A compilation of the data and a combined map of RFLP markers in recombinant inbred lines is being done by Ben Burr and Tim Helentjaris; similar data are in preparation for the Immortal F2 at Missouri, and other data from public and company sources are being assembled. An expanded set of recombinant inbreds is being typed by Charles Stuber. When completed, these materials will substantially increase the mapping-data resource and the ability of research workers to evaluate and to use markers and maps.

To provide a data baseline for Germplasm Characterization of selected production materials, priority characterization of 100 elite inbred lines for isozymes and DNA molecular (RFLP) probes is being carried out by Biogenetic Services; reproduction of seed of most of the 'typed' pedigrees has been completed at Missouri, toward placing these characterized strains in repository collections. Data from previous research in ARS and at NC State, with 22 isozymes on over 400 inbred lines, has been obtained and will soon be in the database. Pedigree data for inbred lines and other elite germplasm are expected to be available for incorporation in the near future.

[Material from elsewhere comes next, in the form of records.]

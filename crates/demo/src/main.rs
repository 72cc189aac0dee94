mod render;

use std::path::PathBuf;
use std::time::Duration;

use anyhow::{Context, Result};
use tokio::signal;
use tracing::{error, info};
use tracing_subscriber::{layer::SubscriberExt, util::SubscriberInitExt};

use ordertrail_core::{load_config, validate_config, AutoAdvanceFeed, Config, TrackingSession};

/// Application version
const VERSION: &str = env!("CARGO_PKG_VERSION");

#[tokio::main]
async fn main() {
    if let Err(e) = run().await {
        error!("Fatal error: {}", e);
        std::process::exit(1);
    }
}

async fn run() -> Result<()> {
    // Initialize logging
    tracing_subscriber::registry()
        .with(
            tracing_subscriber::EnvFilter::try_from_default_env()
                .unwrap_or_else(|_| "info".into()),
        )
        .with(tracing_subscriber::fmt::layer())
        .init();

    // Determine config path
    let config_path = std::env::var("ORDERTRAIL_CONFIG")
        .map(PathBuf::from)
        .unwrap_or_else(|_| PathBuf::from("config.toml"));

    // Load configuration; a missing file falls back to the built-in demo order
    let config = if config_path.exists() {
        info!("Loading configuration from {:?}", config_path);
        load_config(&config_path)
            .with_context(|| format!("Failed to load config from {:?}", config_path))?
    } else {
        info!("No config file at {:?}, using defaults", config_path);
        Config::default()
    };

    // Validate configuration
    validate_config(&config).context("Configuration validation failed")?;

    info!("ordertrail demo v{}", VERSION);
    info!(
        "Tracking order {} from {}",
        config.order.id, config.order.restaurant.name
    );

    let order = config.order.to_order_info();
    let feed = AutoAdvanceFeed::new(&config.autoadvance);
    let session = TrackingSession::new(order, config.autoadvance.start, Box::new(feed));

    let mut rx = session.subscribe();
    session.start().await;

    // Render the starting point before the first status change arrives.
    println!("{}", render::render_snapshot(&rx.borrow().clone()));

    loop {
        tokio::select! {
            changed = rx.changed() => {
                if changed.is_err() {
                    break;
                }
                let snapshot = rx.borrow().clone();
                println!("{}", render::render_snapshot(&snapshot));
                if snapshot.status.is_terminal() {
                    info!("Order delivered, shutting down");
                    break;
                }
            }
            _ = tokio::time::sleep(Duration::from_millis(200)), if !session.status().running => {
                info!("Status feed ended");
                break;
            }
            _ = shutdown_signal() => {
                info!("Shutdown signal received");
                break;
            }
        }
    }

    if session.status().running {
        session.stop().await;
    }

    Ok(())
}

/// Wait for shutdown signal (Ctrl+C or SIGTERM)
async fn shutdown_signal() {
    let ctrl_c = async {
        signal::ctrl_c()
            .await
            .expect("Failed to install Ctrl+C handler");
    };

    #[cfg(unix)]
    let terminate = async {
        signal::unix::signal(signal::unix::SignalKind::terminate())
            .expect("Failed to install SIGTERM handler")
            .recv()
            .await;
    };

    #[cfg(not(unix))]
    let terminate = std::future::pending::<()>();

    tokio::select! {
        _ = ctrl_c => {},
        _ = terminate => {},
    }
}
use super::{types::Config, ConfigError};

/// Validate configuration
/// Currently validates:
/// - Order id is not empty
/// - Autoadvance interval is not 0
pub fn validate_config(config: &Config) -> Result<(), ConfigError> {
    if config.order.id.trim().is_empty() {
        return Err(ConfigError::ValidationError(
            "order.id cannot be empty".to_string(),
        ));
    }

    if config.autoadvance.advance_interval_ms == 0 {
        return Err(ConfigError::ValidationError(
            "autoadvance.advance_interval_ms cannot be 0".to_string(),
        ));
    }

    Ok(())
}

#[cfg(test)]
mod tests {
    use super::*;

    #[test]
    fn test_validate_default_config() {
        assert!(validate_config(&Config::default()).is_ok());
    }

    #[test]
    fn test_validate_empty_order_id_fails() {
        let mut config = Config::default();
        config.order.id = "  ".to_string();

        let result = validate_config(&config);
        assert!(result.is_err());
        let err = result.unwrap_err();
        assert!(matches!(err, ConfigError::ValidationError(_)));
    }

    #[test]
    fn test_validate_zero_interval_fails() {
        let mut config = Config::default();
        config.autoadvance.advance_interval_ms = 0;

        let result = validate_config(&config);
        assert!(result.is_err());
        let err = result.unwrap_err();
        assert!(matches!(err, ConfigError::ValidationError(_)));
    }
}
//! Demo status source that walks the tracked sequence on a fixed timer.

use std::time::Duration;

use async_trait::async_trait;
use chrono::Utc;
use tracing::debug;

use crate::order::{OrderStatus, StatusEvent};

use super::config::AutoAdvanceConfig;
use super::traits::StatusFeed;

/// A [`StatusFeed`] that advances one step through the tracked sequence per
/// interval, then ends at the terminal status.
///
/// A feed created at the terminal status (or at a status with no successor)
/// ends immediately without arming a timer. Dropping the feed cancels any
/// pending wait; at most one wait is pending per feed.
pub struct AutoAdvanceFeed {
    interval: Duration,
    current: OrderStatus,
}

impl AutoAdvanceFeed {
    pub fn new(config: &AutoAdvanceConfig) -> Self {
        Self::from_status(config.start, Duration::from_millis(config.advance_interval_ms))
    }

    /// Create a feed starting from the given status.
    pub fn from_status(start: OrderStatus, interval: Duration) -> Self {
        Self {
            interval,
            current: start,
        }
    }

    /// The status the feed last emitted (or started from).
    pub fn current(&self) -> OrderStatus {
        self.current
    }
}

#[async_trait]
impl StatusFeed for AutoAdvanceFeed {
    fn name(&self) -> &str {
        "autoadvance"
    }

    async fn next_event(&mut self) -> Option<StatusEvent> {
        // Resolve the successor before sleeping: at the end of the sequence
        // the feed ends without arming a timer at all.
        let next = self.current.next_tracked()?;

        tokio::time::sleep(self.interval).await;
        self.current = next;
        debug!("Autoadvance stepped to {}", next.as_slug());

        Some(StatusEvent::new(next, Utc::now()))
    }
}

Projects have been initiated to assemble, verify, and compile cytogenetic data and mutant data, to incorporate these data into systematic formats, and to carry out priority research on mapping of cytogenetic sites and mutants. This work is being carried out by Dave Weber at Illinois State University, and by Gerry Neuffer and colleagues at the University of Missouri.

Plans are under development, with the help of Al Kriz at Urbana, to develop a record of the Maize Genetics Cooperation Stock Center materials and to initiate computerized records for this operation.

A demonstration of the Maizedb Prototype was given at the Maize Genetics Conference in Asilomar, in March, 1992. Following up on comments and responses from the demonstration, and on a period of experience with the implementation before and after the demo, requirements have been defined for restructuring and will be carried through as part of the next phase of the implementation. Systematization of information (which will increase its accessibility to a much wider and more diverse research and development community), for genome analysis and manipulation and for resource and utilization requirements, is a conspicuous and desirable result (the fruit of less than a year of effort). The contrast with static files of decayable information, and with the comprehensive but casual organization of data of the past, stands out increasingly as the prototype is refined.